Мужчина шагает вперед, в круг керосинного тусклого света. За ним в комнату воровски входит большой полосатый кот, трется об его ноги, бодает широкой, как лопата, башкой ножку стула.
– Вы чего это не спите, полуночницы?! – грозным и веселым шепотом говорит мужчина. – Я вас!..
Старуха сторожко поднимает голову от старого альбома; косится на мужчину, робкой болотной птицей.
– Ах… – роняет смущенно, и голос у нее хриплый, нежный, низкий и прокуренный. – Ах, Николай Иваныч… простите… мы засиделись… а вы уже встали… на рыбалку?..
– За грибами хочу сбегать быстренько. Сейчас самые белые идут. Самые драгоценные. А вы тут… – Нюхает воздух. Пахнет сухими цветами, связками лука, привязанными к потолку, свечным нагаром, недоеденной земляникой в алюминьевой миске, чуть керосином и немного – табачным дымом. – Курите!
– Папа! – Девочка на диване нехотя отрывается от альбома, как от лакомства. На ее лице восторг и счастье. – Папочка, Сан Санна не курит! Она только совсем немножко! Папулечка, Сан Санна рассказывает мне всякие сказки!

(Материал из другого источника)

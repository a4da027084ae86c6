//! Application service layer.
//!
//! Services contain business logic and orchestrate interactions between
//! repositories and the dispatch path. They provide a clean boundary between
//! the MCP handlers and the data access layer.

mod sms_service;

pub use sms_service::{
    BeneficiaryContacts, BeneficiarySendResponse, BulkSendRequest, BulkSendResponse,
    NumberSendResponse, PhoneCheck, SmsService, SmsServiceImpl,
};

Старуха выпрямляется под строгим взглядом лысого мужчины. Она долго смотрит на него и молчит, и он молчит тоже.
– Я рассказываю ей быль, – жестко говорит старуха.
Мужчина берет стул. Придвигает к дивану. Садится на краешек стула. Керосиновая лампа, как живая, радостно мигает у него за спиной.

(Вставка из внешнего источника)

//! SMS history records stored by the backend.

use schemars::JsonSchema;
use serde::{Deserialize, Serialize};

/// `sms_type` of one-off sends.
pub const GENERAL_SMS_TYPE: &str = "general";

/// `sms_type` of sends to many beneficiaries.
pub const BULK_SMS_TYPE: &str = "bulk";

/// Delivery status recorded in SMS history.
#[derive(Debug, Clone, Copy, Serialize, Deserialize, JsonSchema, PartialEq, Eq)]
#[serde(rename_all = "snake_case")]
pub enum SmsStatus {
    Sent,
    Failed,
    Delivered,
    Pending,
}

impl SmsStatus {
    pub fn as_str(&self) -> &'static str {
        match self {
            Self::Sent => "sent",
            Self::Failed => "failed",
            Self::Delivered => "delivered",
            Self::Pending => "pending",
        }
    }
}

/// Body of `POST /api/sms/beneficiary`, and one row of a beneficiary's history.
#[derive(Debug, Clone, Serialize, Deserialize, PartialEq)]
pub struct SmsHistoryRecord {
    /// Row id; assigned by the backend, absent on create
    #[serde(default, skip_serializing_if = "Option::is_none")]
    pub id: Option<i64>,

    pub beneficiary_id: i64,

    #[serde(default, skip_serializing_if = "Option::is_none")]
    pub beneficiary_name: Option<String>,

    pub phone_number: String,

    pub message: String,

    /// Purpose of the message (registration, follow_up, ...)
    #[serde(default = "default_sms_type")]
    pub sms_type: String,

    /// Which beneficiary phone field was used
    #[serde(default, skip_serializing_if = "Option::is_none")]
    pub contact_type: Option<String>,

    /// Channel that carried the message
    #[serde(default, skip_serializing_if = "Option::is_none")]
    pub channel: Option<String>,

    pub status: SmsStatus,

    #[serde(default)]
    pub error_message: Option<String>,

    /// ISO 8601 timestamp
    pub sent_at: String,
}

fn default_sms_type() -> String {
    GENERAL_SMS_TYPE.to_string()
}

/// Aggregate counters served by `GET /api/sms/statistics`.
#[derive(Debug, Clone, Serialize, Deserialize, PartialEq, Default)]
#[serde(default)]
pub struct SmsStatistics {
    pub total_sms_sent: u64,
    pub successful_sms: u64,
    pub failed_sms: u64,
    pub beneficiaries_contacted: u64,
    pub last_sms_date: Option<String>,
}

– Ах, вот и улика! – Он наклоняется и берет с пола чайное блюдце, полное окурков. – А вы не думаете, что девочкино здоровье…
– Но вы же сами, Николай Иваныч, курите при ней! – весело улыбается старуха беззубым ртом, и мужчине нечем крыть. Он тоже улыбается ей. Улыбка у него светлая и счастливая, и да, он счастлив здесь и сейчас: у него молодая красивая жена, у него чудная маленькая дочь, и они отдыхают в Васильсурске, лучшем, красивейшем месте, где под широкими небесами крепко обнимаются Сура и Волга, и он пойдет в дубовую рощу собирать грибы, а придет – они нажарят белых целую сковороду, а потом он разрежет оставшиеся, самые лучшие, на кусочки, и будет нанизывать их на нитки, чтобы подвесить сушить к дощатому потолку сарая. А эта бабушка, Сан Санна? Хозяйка избы? Спасибо, что смотрит за дочкой. Они с женой ночуют в отдельной комнате, чтобы девочка не слышала стонов любви.
– Один ноль, – весело смеется мужчина и вынимает из кармана пачку сигарет. – Ах вы девочки, хулиганочки, давайте хоть окно откроем!
Откройте, – царственно кивает старуха. “Да, царицыны повадки, что-то в ней есть такое… брось, простая деревенская баба. Простая старушенция, крестьянка… вчерашняя колхозница. Совсем недавно продала корову, а то бы мы тут сейчас и с молочком были”. Мужчина подходит к низенькому окошку и с силой нажимает на раму. Туман вместе с ошалелым пеньем птиц врывается в избу и расползается, застилает зеркало с потертой амальгамой, салфетки с аппликациями на черном радиоприемнике и старом телевизоре с водяной толстой линзой и маленьким, как игральная карта, экранчиком, розовый рваный абажур, керосиновую лампу и лица, их живые лица. Лица плывут, смеются и плачут, и вдруг проявляются коричневым, как подгорелый пирог, негативом старинного фото из “Мастерской Карелина и К°”. Счастье живет, жизнь плывет. Мужчина щедро протягивает сигареты старухе. Она жадно запускает в пачку пальцы, осторожно и медленно вынимает сигарету, а спички вот они, уже в руках мужчины синий коробок, и чирк, и вымахнул огонь, и сизый дым смешался с утренним туманом, и девочка ежится, и старуха накрывает ей плечи старым верблюжьим одеялом.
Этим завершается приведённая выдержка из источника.